Chapitre 1
La traversée, que l’on nomme aussi « processus de deuil », exige des efforts à nul autre pareil. Efforts de vivre malgré la perte, l’absence et le manque, de s’activer en dépit d’une immense fatigue, de résister à la tentation de s’isoler et d’exprimer son chagrin à un entourage souvent démuni.
Parce que la mort est incontournable, qu’elle signe un aller sans retour et nous ramène à notre propre finitude, nous nous retrouvons soudainement sans mots, sans véritables repères. Dans un couple, l’imminence de la mort de l’un fait appel au courage de vivre de l’autre ; à la toute fin, il ne fera plus qu’un devant la séparation ultime. Si le mourant doit s’abandonner à sa trajectoire, le survivant se sent, pour sa part, abandonné dans un pays étranger. La grande rupture se vivra intimement avec la conjointe ou le conjoint, avec les enfants, un frère, une sœur ou encore avec un ami significatif, mais plus que tout, l’imminence de la mort met en scène la dissolution de notre propre vie.

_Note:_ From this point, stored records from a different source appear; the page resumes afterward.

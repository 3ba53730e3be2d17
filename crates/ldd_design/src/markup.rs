//! Template markup normalisation.

use std::sync::LazyLock;

use regex::Regex;

static RE_COMMENT: LazyLock<Regex> = LazyLock::new(|| Regex::new(r"(?s)<!--.*?-->").unwrap());
static RE_BETWEEN_TAGS: LazyLock<Regex> = LazyLock::new(|| Regex::new(r">\s+<").unwrap());
static RE_WHITESPACE: LazyLock<Regex> = LazyLock::new(|| Regex::new(r"\s+").unwrap());

/// Minify a component template for storage in the design document.
///
/// Comments are dropped, whitespace between tags is removed and any remaining
/// whitespace run collapses to a single space.
pub fn minify_html(html: &str) -> String {
    let without_comments = RE_COMMENT.replace_all(html, "");
    let tight = RE_BETWEEN_TAGS.replace_all(&without_comments, "><");
    RE_WHITESPACE
        .replace_all(&tight, " ")
        .trim()
        .to_string()
}

#[cfg(test)]
mod tests {
    use super::*;

    #[test]
    fn test_minify_html() {
        let html = r#"
<!-- paragraph template -->
<div class="paragraph">
    <p doc-editable="text">
        Lorem    ipsum
    </p>
</div>
"#;
        assert_eq!(
            minify_html(html),
            r#"<div class="paragraph"><p doc-editable="text"> Lorem ipsum </p></div>"#
        );
    }

    #[test]
    fn test_minify_is_stable() {
        let once = minify_html("<ul>\n  <li>a</li>\n  <li>b</li>\n</ul>\n");
        assert_eq!(once, "<ul><li>a</li><li>b</li></ul>");
        assert_eq!(minify_html(&once), once);
    }
}
//! Error types for design mapping and validation.

use std::fmt;
use std::path::PathBuf;
use thiserror::Error;

/// Result type alias for design operations.
pub type DesignResult<T> = Result<T, DesignError>;

/// Errors that can occur while mapping, loading, or saving a design.
#[derive(Error, Debug)]
pub enum DesignError {
    #[error("Design source not found at path: {0}")]
    NotFound(PathBuf),

    #[error("Invalid component declaration in {path}: {message}")]
    InvalidDeclaration { path: PathBuf, message: String },

    #[error("Invalid property source {path}: {message}")]
    InvalidPropertySource { path: PathBuf, message: String },

    #[error("Script module evaluation failed for {path}: {message}")]
    ScriptEvaluation { path: PathBuf, message: String },

    #[error("IO error: {0}")]
    Io(#[from] std::io::Error),

    #[error("JSON parsing error: {0}")]
    Json(#[from] serde_json::Error),

    #[error("YAML parsing error: {0}")]
    Yaml(#[from] serde_yaml::Error),

    #[error("Design validation failed: {0}")]
    Validation(#[from] ValidationError),
}

/// A hard rule violation found by the design validator.
///
/// Every variant carries the offending identifiers so the message can be
/// acted on without re-deriving context.
#[derive(Error, Debug, Clone, PartialEq, Eq)]
pub enum ValidationError {
    #[error("duplicate component names [{}]", Names(.0))]
    DuplicateComponentNames(Vec<String>),

    #[error("duplicate group label [{}]", Names(.0))]
    DuplicateGroupLabels(Vec<String>),

    #[error("component properties [{}] are not declared", Names(.0))]
    UndeclaredProperties(Vec<String>),

    #[error("allowed parents [{}] do not exist in design", Names(.0))]
    UnknownAllowedParents(Vec<String>),

    #[error(
        "components [{}] are not in any group and will not show in the editor",
        Names(.0)
    )]
    ComponentsWithoutGroup(Vec<String>),

    #[error("duplicate directive values [{}] in component \"{component}\"", Names(.names))]
    DuplicateDirectiveValues { component: String, names: Vec<String> },

    #[error("directive doc-link used multiple times in component \"{component}\"")]
    MultipleLinkDirectives { component: String },

    #[error(
        "directive \"{directive}\" in component \"{component}\" references non-existing component/s [{}]",
        Names(.missing)
    )]
    UnknownDirectiveReferences {
        component: String,
        directive: String,
        missing: Vec<String>,
    },

    #[error(
        "directives [{}] in component \"{component}\" are declared but not referenced in html",
        Names(.names)
    )]
    UnreferencedDirectives { component: String, names: Vec<String> },

    #[error(
        "directives [{}] in component \"{component}\" are used in html but not declared",
        Names(.names)
    )]
    UndeclaredDirectives { component: String, names: Vec<String> },
}

impl ValidationError {
    /// Identifiers named by this violation.
    pub fn offenders(&self) -> &[String] {
        match self {
            Self::DuplicateComponentNames(names)
            | Self::DuplicateGroupLabels(names)
            | Self::UndeclaredProperties(names)
            | Self::UnknownAllowedParents(names)
            | Self::ComponentsWithoutGroup(names) => names,
            Self::DuplicateDirectiveValues { names, .. }
            | Self::UnreferencedDirectives { names, .. }
            | Self::UndeclaredDirectives { names, .. } => names,
            Self::UnknownDirectiveReferences { missing, .. } => missing,
            Self::MultipleLinkDirectives { .. } => &[],
        }
    }
}

/// Comma-joined list rendering used inside error messages.
struct Names<'a>(&'a [String]);

impl fmt::Display for Names<'_> {
    fn fmt(&self, f: &mut fmt::Formatter<'_>) -> fmt::Result {
        f.write_str(&self.0.join(","))
    }
}

#[cfg(test)]
mod tests {
    use super::*;

    #[test]
    fn test_message_lists_offenders() {
        let err = ValidationError::UndeclaredProperties(vec!["width".into(), "alignment".into()]);
        assert_eq!(
            err.to_string(),
            "component properties [width,alignment] are not declared"
        );
        assert_eq!(err.offenders().len(), 2);
    }

    #[test]
    fn test_validation_error_converts_into_design_error() {
        let err: DesignError = ValidationError::MultipleLinkDirectives {
            component: "teaser".into(),
        }
        .into();
        assert!(err.to_string().contains("teaser"));
    }
}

La mort est une énigme qui se définit le plus souvent à la lumière d’expériences individuelles. Dite universelle, elle est pourtant unique dans la façon de la conceptualiser, de la vivre ou de l’accompagner. Voilà pourquoi elle constitue un sujet inépuisable. Les phénomènes relationnels qui l’entourent en font tantôt une hypothèse, une entité, un spectre, une faucheuse, une menace, une cruelle épreuve, tantôt au contraire, une délivrance proportionnelle aux souffrances qui l’ont précédée.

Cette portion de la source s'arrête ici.